Vivimos un momento en la F1 en el que la importancia de la ingeniería parece haber eclipsado al pilotaje. Las recientes incorporaciones a la panoplia de avances técnológicos —el doble difusor ingeniado por el equipo de Ross Brawn, o del difusor térmico alentado desde las filas capitaneadas por Adrian Newey—, han incidido en este aspecto hasta el punto de desvirtuar un escenario en el que las cosas no son tan contrapuestas o excluyentes como parecen.Obviamente, la creación de un diseño solvente está en la base del éxito, pero también lo está la sensibilidad humana que es capaz de trasladar su eficacia al asfalto, porque día sí y día tambien surgen a nuestro alrededor evidencias que ponen de relieve que ni las grandes computadoras, ni los túneles de viento, ni los estudios más elaborados, son capaces de resolver el 100% de la ecuación, y este aspecto sobre el que se pasa de puntillas con demasida facilidad me parece de una crucial importancia porque basta echar un vistazo a la parrilla para vislumbrar de inmediato que las escuderías son las primeras en haber tomado buena nota al respecto, y para ser sincero, esta actitud no es nueva, sino que viene de lejos.
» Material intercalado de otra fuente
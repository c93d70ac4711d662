// Scalar clamping and the x-only Montgomery ladder.
use zeroize::{Zeroize, ZeroizeOnDrop};

use crate::common::X25519Error;
use crate::pke::curve25519::ProjectivePoint;

/// X25519 scalar and key size in bytes.
pub const SCALAR_SIZE: usize = 32;

/// A 256-bit scalar, little endian. Only its bits are used, as ladder control.
#[derive(Clone, PartialEq, Eq, Zeroize, ZeroizeOnDrop)]
pub struct Scalar(pub(crate) [u8; SCALAR_SIZE]);

impl Scalar {
    /// Use 32 bytes as a scalar without clamping.
    pub fn from_bytes_unclamped(bytes: [u8; SCALAR_SIZE]) -> Self {
        Scalar(bytes)
    }

    pub fn as_bytes(&self) -> &[u8; SCALAR_SIZE] {
        &self.0
    }

    /// Bit `i` of the scalar, 0 being the least significant.
    #[inline]
    fn bit(&self, i: usize) -> i64 {
        ((self.0[i >> 3] >> (i & 7)) & 1) as i64
    }
}

impl std::fmt::Debug for Scalar {
    fn fmt(&self, f: &mut std::fmt::Formatter<'_>) -> std::fmt::Result {
        f.write_str("Scalar(..)")
    }
}

/// Turn 32 raw secret bytes into an X25519 scalar (RFC 7748 §5):
/// clear the three low bits, clear bit 255, set bit 254.
pub fn clamp(secret: &[u8]) -> Result<Scalar, X25519Error> {
    let bytes: [u8; SCALAR_SIZE] = secret.try_into().map_err(|_| X25519Error::InvalidInput {
        what: "secret key",
        expected: SCALAR_SIZE,
        actual: secret.len(),
    })?;
    Ok(clamp_bytes(bytes))
}

pub fn clamp_bytes(mut bytes: [u8; SCALAR_SIZE]) -> Scalar {
    bytes[0] &= 248;
    bytes[31] &= 127;
    bytes[31] |= 64;
    Scalar(bytes)
}

/// Compute `s * p`.
///
/// The accumulators start as (O, P) and keep R - Q = P on every step.
/// All 256 bits are processed, most significant first, and each step does
/// one differential addition and one doubling. The bit only picks, through
/// a masked swap, which accumulator receives which result.
pub fn scalar_mul(s: &Scalar, p: &ProjectivePoint) -> ProjectivePoint {
    let mut q = ProjectivePoint::NEUTRAL;
    let mut r = *p;

    for i in (0..256).rev() {
        let bit = s.bit(i);
        q.swap(&mut r, bit);
        let sum = ProjectivePoint::diff_add(&q, &r, p);
        let dbl = q.double();
        q = dbl;
        r = sum;
        q.swap(&mut r, bit);
    }
    q
}

#[cfg(test)]
fn scalar_from_u64(n: u64) -> Scalar {
    let mut bytes = [0u8; 32];
    bytes[..8].copy_from_slice(&n.to_le_bytes());
    Scalar::from_bytes_unclamped(bytes)
}

#[cfg(test)]
fn affine_bytes(q: &ProjectivePoint) -> [u8; 32] {
    (q.x * q.z.inverse()).to_bytes()
}

#[test]
fn clamp_bits() {
    use rand::prelude::*;
    use rand_chacha::ChaCha20Rng;

    let mut rng = ChaCha20Rng::from_entropy();
    let mut raw = [0u8; 32];
    for _ in 0..256 {
        rng.fill_bytes(&mut raw);
        let s = clamp(&raw).unwrap();
        assert_eq!(s.0[0] & 7, 0);
        assert_eq!(s.0[31] & 0x80, 0);
        assert_eq!(s.0[31] & 0x40, 0x40);
        assert_eq!(clamp(&raw).unwrap(), s);
        // Clamping is idempotent.
        assert_eq!(clamp(s.as_bytes()).unwrap(), s);
    }
}

#[test]
fn clamp_rejects_bad_length() {
    for len in [0usize, 1, 31, 33, 64] {
        let raw = vec![0x55u8; len];
        match clamp(&raw) {
            Err(X25519Error::InvalidInput { expected, actual, .. }) => {
                assert_eq!(expected, 32);
                assert_eq!(actual, len);
            }
            other => panic!("unexpected result for length {}: {:?}", len, other),
        }
    }
}

#[test]
fn small_multiples() {
    let g = ProjectivePoint::BASEPOINT;
    assert!(scalar_mul(&scalar_from_u64(0), &g).is_infinity());
    assert_eq!(affine_bytes(&scalar_mul(&scalar_from_u64(1), &g)), affine_bytes(&g));
    assert_eq!(
        affine_bytes(&scalar_mul(&scalar_from_u64(2), &g)),
        affine_bytes(&g.double())
    );
    let g3 = ProjectivePoint::diff_add(&g, &g.double(), &g);
    assert_eq!(affine_bytes(&scalar_mul(&scalar_from_u64(3), &g)), affine_bytes(&g3));
}

#[test]
fn ladder_is_multiplicative() {
    // (a * b) * G == a * (b * G)
    let g = ProjectivePoint::BASEPOINT;
    let (a, b) = (0x1234_5678u64, 0x9abc_def0u64);
    let ab = scalar_mul(&scalar_from_u64(a * b), &g);
    let bg = scalar_mul(&scalar_from_u64(b), &g);
    let bg = ProjectivePoint {
        x: bg.x * bg.z.inverse(),
        z: crate::pke::arith::ONE,
    };
    let a_bg = scalar_mul(&scalar_from_u64(a), &bg);
    assert_eq!(affine_bytes(&ab), affine_bytes(&a_bg));
}

#[test]
fn subgroup_order_annihilates_basepoint() {
    use crate::pke::curve25519::SUBGROUP_ORDER;

    let l = Scalar::from_bytes_unclamped(SUBGROUP_ORDER);
    assert!(scalar_mul(&l, &ProjectivePoint::BASEPOINT).is_infinity());
}
use hex::FromHex;
use rand::prelude::*;
use rand_chacha::ChaCha20Rng;
use x25519_kex::{
    compute_shared_secret, compute_shared_secret_with, derive_public_key, Validation,
    X25519Error, X25519PrivateKey, X25519PublicKey,
};

fn hex32(s: &str) -> [u8; 32] {
    <[u8; 32]>::from_hex(s).unwrap()
}

const ALICE_SECRET: &str = "77076d0a7318a57d3c16c17251b26645df4c2f87ebc0992ab177fba51db92c2a";
const ALICE_PUBLIC: &str = "8520f0098930a754748b7ddcb43ef75a0dbf3a0d26381af4eba4a98eaa9b4e6a";
const BOB_SECRET: &str = "5dab087e624a8a4b79e17f8b83800ee66f3bb1292618b6fd1c2f8b27ff88e0eb";
const BOB_PUBLIC: &str = "de9edb7d7b7dc1b4d35b61c2ece435373f8343c85b78674dadfc7e146f882b4f";
const SHARED: &str = "4a5d9d5ba4ce2de1728e3bf480350f25e07e21c947d19e3376f09b3c1e161742";

/// RFC 7748 §6.1.
#[test]
fn test_rfc7748_key_agreement() {
    let alice = hex32(ALICE_SECRET);
    let bob = hex32(BOB_SECRET);

    let alice_public = derive_public_key(&alice).unwrap();
    let bob_public = derive_public_key(&bob).unwrap();
    assert_eq!(alice_public, hex32(ALICE_PUBLIC));
    assert_eq!(bob_public, hex32(BOB_PUBLIC));

    assert_eq!(compute_shared_secret(&alice, &bob_public).unwrap(), hex32(SHARED));
    assert_eq!(compute_shared_secret(&bob, &alice_public).unwrap(), hex32(SHARED));
}

#[test]
fn test_rfc7748_typed_keys() {
    let alice = X25519PrivateKey::from_bytes(&hex32(ALICE_SECRET)).unwrap();
    let bob: X25519PrivateKey = BOB_SECRET.parse().unwrap();
    assert_eq!(alice.public_key().to_string(), ALICE_PUBLIC);
    assert_eq!(bob.public_key().to_string(), BOB_PUBLIC);

    let shared = alice.diffie_hellman(&bob.public_key()).unwrap();
    assert_eq!(shared.as_bytes(), &hex32(SHARED));
    let shared = bob
        .diffie_hellman_with(&alice.public_key(), Validation::Strict)
        .unwrap();
    assert_eq!(shared.as_bytes(), &hex32(SHARED));
}

/// RFC 7748 §5.2, first single-multiplication vector.
#[test]
fn test_rfc7748_scalar_mult() {
    let k = hex32("a546e36bf0527c9d3b16154b82465edd62144c0ac1fc5a18506a2244ba449ac4");
    let u = hex32("e6db6867583030db3594c1a424b15f7c726624ec26b3353b10a903a6d0ab1c4c");
    assert_eq!(
        compute_shared_secret(&k, &u).unwrap(),
        hex32("c3da55379de9c6908e94ea4df28d084f32eccf03491c71f754b4075577a28552")
    );
}

/// The second §5.2 vector has bit 255 of u set. Permissive decoding reduces
/// the full 256-bit value modulo p instead of masking the bit, so the RFC
/// result is only reproduced after the caller masks it.
#[test]
fn test_high_bit_of_u_is_reduced() {
    let k = hex32("4b66e9d4d1b4673c5ad22691957d6af5c11b6421e0ea01d42ca4169e7918ba0d");
    let mut u = hex32("e5210f12786811d3f4b7959d0538ae2c31dbe7106fc03c3efc4cd549c715a493");
    assert_eq!(
        compute_shared_secret(&k, &u).unwrap(),
        hex32("d5f33573c9f6b8129483acce1e2534e95d3c41af6b00d0d30437b87cada57e4a")
    );
    assert_eq!(
        compute_shared_secret_with(&k, &u, Validation::Strict),
        Err(X25519Error::NonCanonicalPoint)
    );

    u[31] &= 0x7f;
    assert_eq!(
        compute_shared_secret(&k, &u).unwrap(),
        hex32("95cbde9476e8907d7aade45cb4b873f88b595a68799fa152e6f8f7647aac7957")
    );
}

fn iterate(rounds: usize) -> [u8; 32] {
    let mut k = [0u8; 32];
    k[0] = 9;
    let mut u = k;
    for _ in 0..rounds {
        let next = compute_shared_secret(&k, &u).unwrap();
        u = k;
        k = next;
    }
    k
}

/// RFC 7748 §5.2: k, u = X25519(k, u), k.
#[test]
fn test_rfc7748_iterated_1() {
    assert_eq!(
        iterate(1),
        hex32("422c8e7a6227d7bca1350b3e2bb7279f7897b87bb6854b783c60e80311ae3079")
    );
}

#[test]
fn test_rfc7748_iterated_1000() {
    assert_eq!(
        iterate(1000),
        hex32("684cf59ba83309552800ef566f2f4d3c1c3887c49360e3875f2eb94d99532c51")
    );
}

#[test]
fn test_commutativity() {
    let mut rng = ChaCha20Rng::from_entropy();
    let mut a = [0u8; 32];
    let mut b = [0u8; 32];
    for _ in 0..16 {
        rng.fill_bytes(&mut a);
        rng.fill_bytes(&mut b);
        let a_public = derive_public_key(&a).unwrap();
        let b_public = derive_public_key(&b).unwrap();
        assert_eq!(
            compute_shared_secret(&a, &b_public).unwrap(),
            compute_shared_secret(&b, &a_public).unwrap()
        );
    }
}

#[test]
fn test_wrong_secret_length() {
    let public = hex32(BOB_PUBLIC);
    for len in [0usize, 1, 31, 33, 64] {
        let secret = vec![0x42u8; len];
        let expected = Err(X25519Error::InvalidInput {
            what: "secret key",
            expected: 32,
            actual: len,
        });
        assert_eq!(derive_public_key(&secret), expected);
        assert_eq!(compute_shared_secret(&secret, &public), expected);
        assert!(X25519PrivateKey::from_bytes(&secret).is_err());
    }
}

/// A zero peer key yields a defined, reproducible all-zero secret that is
/// unsafe as key material.
#[test]
fn test_degenerate_public_key() {
    let mut rng = ChaCha20Rng::from_entropy();
    let mut secret = [0u8; 32];
    rng.fill_bytes(&mut secret);

    let first = compute_shared_secret(&secret, &[0u8; 32]).unwrap();
    let second = compute_shared_secret(&secret, &[0u8; 32]).unwrap();
    assert_eq!(first, second);
    assert_eq!(first, [0u8; 32]);

    let key = X25519PrivateKey::from_bytes(&secret).unwrap();
    let zero = X25519PublicKey::from([0u8; 32]);
    assert_eq!(
        key.diffie_hellman(&zero).unwrap_err(),
        X25519Error::DegenerateSharedSecret
    );
}

#[test]
fn test_secret_clamping_is_applied() {
    // Secrets differing only in clamped bits give the same public key.
    let mut secret = hex32(ALICE_SECRET);
    let public = derive_public_key(&secret).unwrap();
    secret[0] ^= 0x07;
    secret[31] ^= 0xc0;
    assert_eq!(derive_public_key(&secret).unwrap(), public);
}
Enzo Ferrari, adalid de la importancia suprema de la máquina sobre el hombre, tenía mucho cuidado en poner a los mejores pilotos sobre los vehículos salidos de Maranello, y no reparaba en gastos en desembarazarse de aquellos tipos a los que no veía adecuados. Así las cosas, que Pedro se haya sumado a la aventura de Sauber, o que Fernando lo haya hecho a la de Ferrari, o incluso que Schumacher se haya implicado en el retorno de los plata a los circuitos, nos son meras casualidades, sino claros síntomas del nivel de apuesta que han manifestado sus escuderías en aras de obtener un desarrollo sostenido y afinado de los monoplazas que han puesto en sus manos, cuestión que en el caso de Ferrari y Mercedes adquiere una solidez estimable, sea dicho de paso, pues Massa y Rosberg, respectivamente, aportan a sus equipos una baraja de garantías extras bastante reseñable.
Al hilo de lo comentado, este tipo de acercamiento nos permite ver también las debilidades de sus principles rivales. Red Bull, por ejemplo, manteniendo la cuadra que defendió los colores el año pasado se la está jugando éste en base a una continuidad que tiene fisuras, porque su esquema depende en exceso de la comprensión del coche que atesora el jovencísimo Vettel, ya que Webber no es un afinador nato. Y en el caso de McLaren, la sensación que produce confiar tanto en Button y Hamilton, sin el apoyo de Pedro en la retaguardia, es en cierto modo escalofriante, por suicida…
Lógicamente, todavía es demasiado temprano como para sacar conclusiones sin arriesgarse a pillarse los dedos, así que con vuestro permiso no lo voy a hacer. Mañana acabaremos de completar las sesiones de entrenamientos previos al lanzamiento de la temporada, y la percepción global sigue siendo muy similar a las obtenidas en años anteriores: las escuderías grandes arriba, y el resto repartiéndose como buenamente pueden en los puestos que quedan; de manera que como de costumbre, habrá que sentarse a esperar a que comiencen las carreras para empezar a ver cuál es el puesto real que ocupa cada equipo, pero de una cosa sí estoy seguro: de que poco a poco se irán desmarcando aquellas propuestas que pivotan tanto sobre la bondad de sus monoplazas como en la de los hombres que las conducen. ¡Al tiempo!